Problem to work on:
Each line of the data below that contains "compound" must be copied.

◆ ◆ ◆ ◆

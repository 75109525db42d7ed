//! Name-or-id field resolution.
//!
//! HTML is ambiguous about how a form field is addressed: markup written by
//! hand targets fields by `id`, generated markup usually by `name`, and
//! array-style names (`tags[]`) are valid in neither a CSS id nor an
//! unescaped id selector. This module turns a bare token into a compound CSS
//! query that covers both conventions at once, optionally restricted to the
//! element kinds that make sense for the lookup at hand.

use thiserror::Error;

use crate::document::{Document, Element, QueryError};

/// Kinds used when any element with the name or id will do.
pub const GENERIC_KINDS: &[&str] = &["*"];

/// Kinds used by the link fallback of `click`.
pub const ANCHOR_KINDS: &[&str] = &["a"];

/// Kinds carrying a textual value.
pub const VALUE_KINDS: &[&str] = &["input", "textarea"];

/// Kinds participating in selection state.
pub const SELECTION_KINDS: &[&str] = &["select", "input[type=\"radio\"]"];

/// Kinds participating in checked state.
pub const CHECKED_KINDS: &[&str] = &["input[type=\"checkbox\"]", "input[type=\"radio\"]"];

/// A name-or-id token resolved to zero elements.
#[derive(Debug, Clone, Error, PartialEq, Eq)]
#[error("there is no {} with the name or ID [{}]", .kinds.join(", "), .token)]
pub struct FieldNotFound {
    pub token: String,
    pub kinds: Vec<String>,
}

impl FieldNotFound {
    pub fn new(token: impl Into<String>, kinds: &[&str]) -> Self {
        Self {
            token: token.into(),
            kinds: kinds.iter().map(|kind| (*kind).to_string()).collect(),
        }
    }
}

/// Reduce a field token to the key staged inputs and form controls share.
///
/// `"name"`, `"#name"`, and `"name[]"` all address the same logical field.
pub fn normalize_key(token: &str) -> String {
    let token = token.strip_prefix('#').unwrap_or(token);
    token.strip_suffix("[]").unwrap_or(token).to_string()
}

/// Build the compound CSS query matching `token` by id or by name.
///
/// A leading `#` is stripped; `[` and `]` are escaped so array-style names
/// survive use in an id selector. Each kind contributes an id alternative and
/// a name alternative, all joined into one query.
pub fn name_or_id_query(token: &str, kinds: &[&str]) -> String {
    let name = token.strip_prefix('#').unwrap_or(token);
    let identifier = name.replace('[', "\\[").replace(']', "\\]");

    kinds
        .iter()
        .map(|kind| format!("{kind}#{identifier}, {kind}[name='{name}']"))
        .collect::<Vec<_>>()
        .join(", ")
}

/// Resolve `token` against `document`, failing loudly when nothing matches.
///
/// The query itself is always syntactically valid for well-formed tokens, but
/// tokens containing selector metacharacters other than brackets surface as a
/// [`QueryError`] from the CSS engine rather than a panic.
pub fn resolve(
    document: &Document,
    token: &str,
    kinds: &[&str],
) -> Result<Vec<Element>, ResolveError> {
    let query = name_or_id_query(token, kinds);
    let matches = document.select(&query)?;

    if matches.is_empty() {
        return Err(FieldNotFound::new(token, kinds).into());
    }

    Ok(matches)
}

/// Failure modes of [`resolve`].
#[derive(Debug, Error)]
pub enum ResolveError {
    #[error(transparent)]
    Missing(#[from] FieldNotFound),
    #[error(transparent)]
    Query(#[from] QueryError),
}
impl From<&str> for SubmitTarget {
    fn from(label: &str) -> Self {
        SubmitTarget::Button(label.to_string())
    }
}

impl From<String> for SubmitTarget {
    fn from(label: String) -> Self {
        SubmitTarget::Button(label)
    }
}

/// Failures surfaced by session operations.
#[derive(Debug, Error)]
pub enum SessionError {
    #[error("no page has been visited yet")]
    NoPage,
    #[error(transparent)]
    MissingField(#[from] FieldNotFound),
    #[error("could not find a form that has submit button{}", .button.as_deref().map(|b| format!(" [{b}]")).unwrap_or_default())]
    FormNotFound { button: Option<String> },
    #[error("could not find a link with a body, name, or ID attribute of [{name}]")]
    LinkNotFound { name: String },
    #[error("cannot inspect elements of a response without a parsed document")]
    NotEvaluable,
    #[error(transparent)]
    Query(#[from] QueryError),
    #[error(transparent)]
    Http(#[from] HttpError),
    #[error("could not resolve URI [{uri}] against the current page")]
    UriResolution {
        uri: String,
        #[source]
        source: url::ParseError,
    },
    #[error("invalid match pattern")]
    Pattern(#[from] regex::Error),
}

impl From<ConstraintError> for SessionError {
    fn from(err: ConstraintError) -> Self {
        match err {
            ConstraintError::NotEvaluable => SessionError::NotEvaluable,
            ConstraintError::MissingField(missing) => SessionError::MissingField(missing),
            ConstraintError::Query(query) => SessionError::Query(query),
            ConstraintError::Pattern(pattern) => SessionError::Pattern(pattern),
        }
    }
}

/// Resolve the document lookups run against: innermost scope, else the page.
fn scoped_document<'a>(
    scopes: &'a ScopeStack,
    document: &'a Option<Document>,
) -> Result<&'a Document, SessionError> {
    if let Some(view) = scopes.current() {
        return Ok(view);
    }
    document.as_ref().ok_or(SessionError::NoPage)
}

/// A scripted browser without the browser: one live document, one in-flight
/// request at a time, fluent interaction and assertion calls in between.
#[derive(Debug)]
pub struct PageSession<C: HttpClient> {
    client: C,
    config: SessionConfig,
    logger: SessionLogger,
    metrics: SessionMetrics,
    response: Option<Response>,
    document: Option<Document>,
    current_url: Option<Url>,
    scopes: ScopeStack,
    inputs: InputStagingBuffer,
    cookies: BTreeMap<String, String>,
}

impl PageSession<ReqwestClient> {
    /// Construct a session backed by the default blocking transport.
    pub fn with_default_client(config: SessionConfig) -> Result<Self, HttpError> {
        let client = ReqwestClient::new(&config)?;
        Ok(Self::new(config, client))
    }
}
//! Constraints over form-field state: values, checked boxes, selections.
//!
//! Unlike the content constraints, these resolve their target through the
//! name-or-id query and treat an unresolvable field as a caller mistake —
//! asserting on the value of a field the page doesn't have fails loudly
//! instead of reporting `false`.

use crate::document::Element;
use crate::selector::{self, CHECKED_KINDS, SELECTION_KINDS, VALUE_KINDS};

use super::{Constraint, ConstraintError, PageView};

fn resolve_field(
    view: &PageView<'_>,
    token: &str,
    kinds: &[&str],
) -> Result<Vec<Element>, ConstraintError> {
    let document = view.document()?;
    Ok(selector::resolve(document, token, kinds)?)
}

/// The field holds exactly the expected value.
pub struct HasValue {
    field: String,
    expected: String,
}

impl HasValue {
    pub fn new(field: impl Into<String>, expected: impl Into<String>) -> Self {
        Self {
            field: field.into(),
            expected: expected.into(),
        }
    }
}

impl Constraint for HasValue {
    fn matches(&self, view: &PageView<'_>) -> Result<bool, ConstraintError> {
        let fields = resolve_field(view, &self.field, VALUE_KINDS)?;
        let field = &fields[0];

        let value = if field.node_name() == "input" {
            field.attr("value").unwrap_or("").to_string()
        } else {
            field.raw_text().to_string()
        };

        Ok(value == self.expected)
    }
}

/// The checkbox (or radio) carries a `checked` attribute.
pub struct IsChecked {
    field: String,
}

impl IsChecked {
    pub fn new(field: impl Into<String>) -> Self {
        Self {
            field: field.into(),
        }
    }
}

impl Constraint for IsChecked {
    fn matches(&self, view: &PageView<'_>) -> Result<bool, ConstraintError> {
        let fields = resolve_field(view, &self.field, CHECKED_KINDS)?;
        Ok(fields[0].has_attr("checked"))
    }
}

/// The given value is selected — in a select's option list or a radio group.
pub struct IsSelected {
    field: String,
    value: String,
}

impl IsSelected {
    pub fn new(field: impl Into<String>, value: impl Into<String>) -> Self {
        Self {
            field: field.into(),
            value: value.into(),
        }
    }

    /// Every value currently selected for the resolved field.
    ///
    /// For a select this walks its options wherever they sit (optgroups
    /// included) and keeps those carrying `selected`, so multi-selects yield
    /// several values. For a radio group it is the value of the radio
    /// carrying `checked`, if any.
    fn selected_values(fields: &[Element]) -> Result<Vec<String>, ConstraintError> {
        if fields[0].node_name() == "select" {
            let options = fields[0].select("option")?;
            return Ok(options
                .iter()
                .filter(|option| option.has_attr("selected"))
                .map(option_value)
                .collect());
        }

        Ok(fields
            .iter()
            .filter(|radio| radio.has_attr("checked"))
            .map(|radio| radio.attr("value").unwrap_or("").to_string())
            .take(1)
            .collect())
    }
}

fn option_value(option: &Element) -> String {
    match option.attr("value") {
        Some(value) => value.to_string(),
        None => option.raw_text().to_string(),
    }
}

impl Constraint for IsSelected {
    fn matches(&self, view: &PageView<'_>) -> Result<bool, ConstraintError> {
        let fields = resolve_field(view, &self.field, SELECTION_KINDS)?;
        let selected = Self::selected_values(&fields)?;
        Ok(selected.iter().any(|value| *value == self.value))
    }
}
//! Core types and trait definitions for the Pulse embedded admin app.
//!
//! This crate is free of HTTP and database dependencies. It owns the
//! identity model, the session model, the storage and shop-info traits the
//! outer crates implement, and the precedence rules that merge them.

// We intentionally use native `async fn` in traits (stabilised in Rust 1.75).
// Suppress the advisory lint about `Send` bounds on the returned futures.
#![allow(async_fn_in_trait)]

pub mod error;
pub mod identity;
pub mod refine;
pub mod resolve;
pub mod session;
pub mod shop;
pub mod store;

pub use error::{Error, Result};
pub use identity::UserIdentity;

◆ ◆ ◆ ◆

Answer to this task:
//! unescaped id selector. This module turns a bare token into a compound CSS
/// Build the compound CSS query matching `token` by id or by name.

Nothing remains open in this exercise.